EXERCISE DIRECTIONS: Copy the data exactly. No line may be skipped.

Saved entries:
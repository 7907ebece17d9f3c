//! Backend wire types.
//!
//! The backend speaks snake_case JSON. Numeric fields on history records
//! have been seen both as numbers and as strings, so they are captured as raw
//! [`serde_json::Value`] and resolved in [`crate::normalize`].

use rtumap_core::{Coordinates, LocationRecord};
use serde::{Deserialize, Serialize};

/// A record as returned by `GET /history` and `POST /save_upload`.
#[derive(Debug, Deserialize)]
pub struct WireRecord {
    pub id: i64,
    #[serde(default)]
    pub filename: Option<String>,
    #[serde(default)]
    pub processed_image: Option<String>,
    #[serde(default)]
    pub rtu_count: Option<serde_json::Value>,
    #[serde(default)]
    pub lead_score: Option<serde_json::Value>,
    #[serde(default)]
    pub building_name: Option<String>,
    #[serde(default)]
    pub address: Option<String>,
    #[serde(default)]
    pub city: Option<String>,
    #[serde(default)]
    pub state: Option<String>,
    #[serde(default)]
    pub zip_code: Option<String>,
    #[serde(default)]
    pub lat: Option<serde_json::Value>,
    #[serde(default)]
    pub lng: Option<serde_json::Value>,
    #[serde(default)]
    pub status: Option<String>,
    #[serde(default)]
    pub approved: Option<bool>,
    #[serde(default)]
    pub created_at: Option<String>,
    #[serde(default)]
    pub updated_at: Option<String>,
}

/// Body of a successful `POST /upload`.
#[derive(Debug, Deserialize)]
pub struct UploadResponse {
    pub rtu_count: u32,
    #[serde(default)]
    pub detections: Vec<WireDetection>,
    #[serde(default)]
    pub processed_image: Option<String>,
    /// Provider score on a 0–1 scale; frequently omitted.
    #[serde(default)]
    pub lead_score: Option<f64>,
}

/// One detection as reported by the service: either a point (`x`, `y`) or
/// an `[x1, y1, x2, y2]` box, or both.
#[derive(Debug, Deserialize)]
pub struct WireDetection {
    pub confidence: f64,
    #[serde(default)]
    pub x: Option<f64>,
    #[serde(default)]
    pub y: Option<f64>,
    #[serde(default)]
    pub bbox: Option<[f64; 4]>,
    #[serde(default, alias = "class")]
    pub class_name: Option<String>,
}

/// Multipart fields for `POST /save_upload`.
#[derive(Debug, Clone, PartialEq)]
pub struct SaveUploadForm {
    pub building_name: String,
    pub address: String,
    pub city: String,
    pub state: String,
    pub zip_code: String,
    pub processed_image: String,
    pub rtu_count: u32,
    pub coordinates: Option<Coordinates>,
}

impl SaveUploadForm {
    #[must_use]
    pub fn from_record(record: &LocationRecord) -> Self {
        Self {
            building_name: record.building_name.clone(),
            address: record.address.clone(),
            city: record.city.clone(),
            state: record.state.clone(),
            zip_code: record.zip_code.clone(),
            processed_image: record.processed_image.clone().unwrap_or_default(),
            rtu_count: record.rtu_count,
            coordinates: record.coordinates,
        }
    }
}

/// Body of `POST /approve/{id}`.
#[derive(Debug, Clone, Serialize, Deserialize)]
pub struct ApprovalResponse {
    pub id: i64,
    pub approved: bool,
    pub message: String,
}

/// Body of `GET /analytics`.
#[derive(Debug, Clone, Serialize, Deserialize)]
#[serde(rename_all = "camelCase")]
pub struct Analytics {
    pub total_images: i64,
    pub total_rtu_count: i64,
    /// Percentage of uploads with at least one detected unit.
    pub success_rate: f64,
    pub avg_lead_score: f64,
    pub failed_detections: i64,
    pub total_buildings: i64,
}
use serde::{Deserialize, Serialize};

use crate::model::{catalog::TagDto, user::ProfileDto};

/// An ingredient line within a recipe, resolved to its catalog entry
#[derive(Clone, Serialize, Deserialize, utoipa::ToSchema)]
pub struct RecipeIngredientDto {
    pub id: i32,
    pub name: String,
    pub measurement_unit: String,
    pub amount: i32,
}

#[derive(Clone, Serialize, Deserialize, utoipa::ToSchema)]
pub struct RecipeDto {
    pub id: i32,
    pub tags: Vec<TagDto>,
    pub author: ProfileDto,
    pub ingredients: Vec<RecipeIngredientDto>,
    pub is_favorited: bool,
    pub is_in_shopping_cart: bool,
    pub name: String,
    pub image: String,
    pub text: String,
    pub cooking_time: i32,
}

/// Compact recipe representation used for favorites, carts, and subscriptions
#[derive(Clone, Serialize, Deserialize, utoipa::ToSchema)]
pub struct BriefRecipeDto {
    pub id: i32,
    pub name: String,
    pub image: String,
    pub cooking_time: i32,
}

/// An ingredient reference with its amount as submitted by a recipe author
#[derive(Clone, Serialize, Deserialize, utoipa::ToSchema)]
pub struct IngredientAmountDto {
    pub id: i32,
    pub amount: i32,
}

#[derive(Clone, Serialize, Deserialize, utoipa::ToSchema)]
pub struct RecipeInputDto {
    pub ingredients: Vec<IngredientAmountDto>,
    pub tags: Vec<i32>,
    pub image: String,
    pub name: String,
    pub text: String,
    pub cooking_time: i32,
}

/// Query filters for recipe listing
#[derive(Debug, Default, Deserialize, utoipa::IntoParams)]
pub struct RecipeFilterDto {
    /// Only recipes by this author
    pub author: Option<i32>,
    /// Comma-separated tag slugs; recipes matching any listed slug are included
    pub tags: Option<String>,
    /// Only recipes the current user has favorited
    pub is_favorited: Option<bool>,
    /// Only recipes in the current user's shopping cart
    pub is_in_shopping_cart: Option<bool>,
    /// Maximum number of recipes to return
    pub limit: Option<u64>,
}

/// Query parameter capping recipes returned per subscription entry
#[derive(Debug, Default, Deserialize, utoipa::IntoParams)]
pub struct RecipesLimitDto {
    pub recipes_limit: Option<u64>,
}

FINISHED TASK:
repository 7907ebece17d9f3c
//! Backend wire types.
//!
//! The backend speaks snake_case JSON. Numeric fields on history records
//! have been seen both as numbers and as strings, so they are captured as raw
//! [`serde_json::Value`] and resolved in [`crate::normalize`].

use rtumap_core::{Coordinates, LocationRecord};
use serde::{Deserialize, Serialize};

/// A record as returned by `GET /history` and `POST /save_upload`.
#[derive(Debug, Deserialize)]
pub struct WireRecord {
    pub id: i64,
    #[serde(default)]
    pub filename: Option<String>,
    #[serde(default)]
    pub processed_image: Option<String>,
    #[serde(default)]
    pub rtu_count: Option<serde_json::Value>,
    #[serde(default)]
    pub lead_score: Option<serde_json::Value>,
    #[serde(default)]
    pub building_name: Option<String>,
    #[serde(default)]
    pub address: Option<String>,
    #[serde(default)]
    pub city: Option<String>,
    #[serde(default)]
    pub state: Option<String>,
    #[serde(default)]
    pub zip_code: Option<String>,
    #[serde(default)]
    pub lat: Option<serde_json::Value>,
    #[serde(default)]
    pub lng: Option<serde_json::Value>,
    #[serde(default)]
    pub status: Option<String>,
    #[serde(default)]
    pub approved: Option<bool>,
    #[serde(default)]
    pub created_at: Option<String>,
    #[serde(default)]
    pub updated_at: Option<String>,
}

/// Body of a successful `POST /upload`.
#[derive(Debug, Deserialize)]
pub struct UploadResponse {
    pub rtu_count: u32,
    #[serde(default)]
    pub detections: Vec<WireDetection>,
    #[serde(default)]
    pub processed_image: Option<String>,
    /// Provider score on a 0–1 scale; frequently omitted.
    #[serde(default)]
    pub lead_score: Option<f64>,
}

/// One detection as reported by the service: either a point (`x`, `y`) or
/// an `[x1, y1, x2, y2]` box, or both.
#[derive(Debug, Deserialize)]
pub struct WireDetection {
    pub confidence: f64,
    #[serde(default)]
    pub x: Option<f64>,
    #[serde(default)]
    pub y: Option<f64>,
    #[serde(default)]
    pub bbox: Option<[f64; 4]>,
    #[serde(default, alias = "class")]
    pub class_name: Option<String>,
}

/// Multipart fields for `POST /save_upload`.
#[derive(Debug, Clone, PartialEq)]
pub struct SaveUploadForm {
    pub building_name: String,
    pub address: String,
    pub city: String,
    pub state: String,
    pub zip_code: String,
    pub processed_image: String,
    pub rtu_count: u32,
    pub coordinates: Option<Coordinates>,
}

impl SaveUploadForm {
    #[must_use]
    pub fn from_record(record: &LocationRecord) -> Self {
        Self {
            building_name: record.building_name.clone(),
            address: record.address.clone(),
            city: record.city.clone(),
            state: record.state.clone(),
            zip_code: record.zip_code.clone(),
            processed_image: record.processed_image.clone().unwrap_or_default(),
            rtu_count: record.rtu_count,
            coordinates: record.coordinates,
        }
    }
}

/// Body of `POST /approve/{id}`.
#[derive(Debug, Clone, Serialize, Deserialize)]
pub struct ApprovalResponse {
    pub id: i64,
    pub approved: bool,
    pub message: String,
}

/// Body of `GET /analytics`.
#[derive(Debug, Clone, Serialize, Deserialize)]
#[serde(rename_all = "camelCase")]
pub struct Analytics {
    pub total_images: i64,
    pub total_rtu_count: i64,
    /// Percentage of uploads with at least one detected unit.
    pub success_rate: f64,
    pub avg_lead_score: f64,
    pub failed_detections: i64,
    pub total_buildings: i64,
}
use serde::{Deserialize, Serialize};

use crate::model::{catalog::TagDto, user::ProfileDto};

/// An ingredient line within a recipe, resolved to its catalog entry
#[derive(Clone, Serialize, Deserialize, utoipa::ToSchema)]
pub struct RecipeIngredientDto {
    pub id: i32,
    pub name: String,
    pub measurement_unit: String,
    pub amount: i32,
}

#[derive(Clone, Serialize, Deserialize, utoipa::ToSchema)]
pub struct RecipeDto {
    pub id: i32,
    pub tags: Vec<TagDto>,
    pub author: ProfileDto,
    pub ingredients: Vec<RecipeIngredientDto>,
    pub is_favorited: bool,
    pub is_in_shopping_cart: bool,
    pub name: String,
    pub image: String,
    pub text: String,
    pub cooking_time: i32,
}

/// Compact recipe representation used for favorites, carts, and subscriptions
#[derive(Clone, Serialize, Deserialize, utoipa::ToSchema)]
pub struct BriefRecipeDto {
    pub id: i32,
    pub name: String,
    pub image: String,
    pub cooking_time: i32,
}

/// An ingredient reference with its amount as submitted by a recipe author
#[derive(Clone, Serialize, Deserialize, utoipa::ToSchema)]
pub struct IngredientAmountDto {
    pub id: i32,
    pub amount: i32,
}

#[derive(Clone, Serialize, Deserialize, utoipa::ToSchema)]
pub struct RecipeInputDto {
    pub ingredients: Vec<IngredientAmountDto>,
    pub tags: Vec<i32>,
    pub image: String,
    pub name: String,
    pub text: String,
    pub cooking_time: i32,
}

/// Query filters for recipe listing
#[derive(Debug, Default, Deserialize, utoipa::IntoParams)]
pub struct RecipeFilterDto {
    /// Only recipes by this author
    pub author: Option<i32>,
    /// Comma-separated tag slugs; recipes matching any listed slug are included
    pub tags: Option<String>,
    /// Only recipes the current user has favorited
    pub is_favorited: Option<bool>,
    /// Only recipes in the current user's shopping cart
    pub is_in_shopping_cart: Option<bool>,
    /// Maximum number of recipes to return
    pub limit: Option<u64>,
}

/// Query parameter capping recipes returned per subscription entry
#[derive(Debug, Default, Deserialize, utoipa::IntoParams)]
pub struct RecipesLimitDto {
    pub recipes_limit: Option<u64>,
}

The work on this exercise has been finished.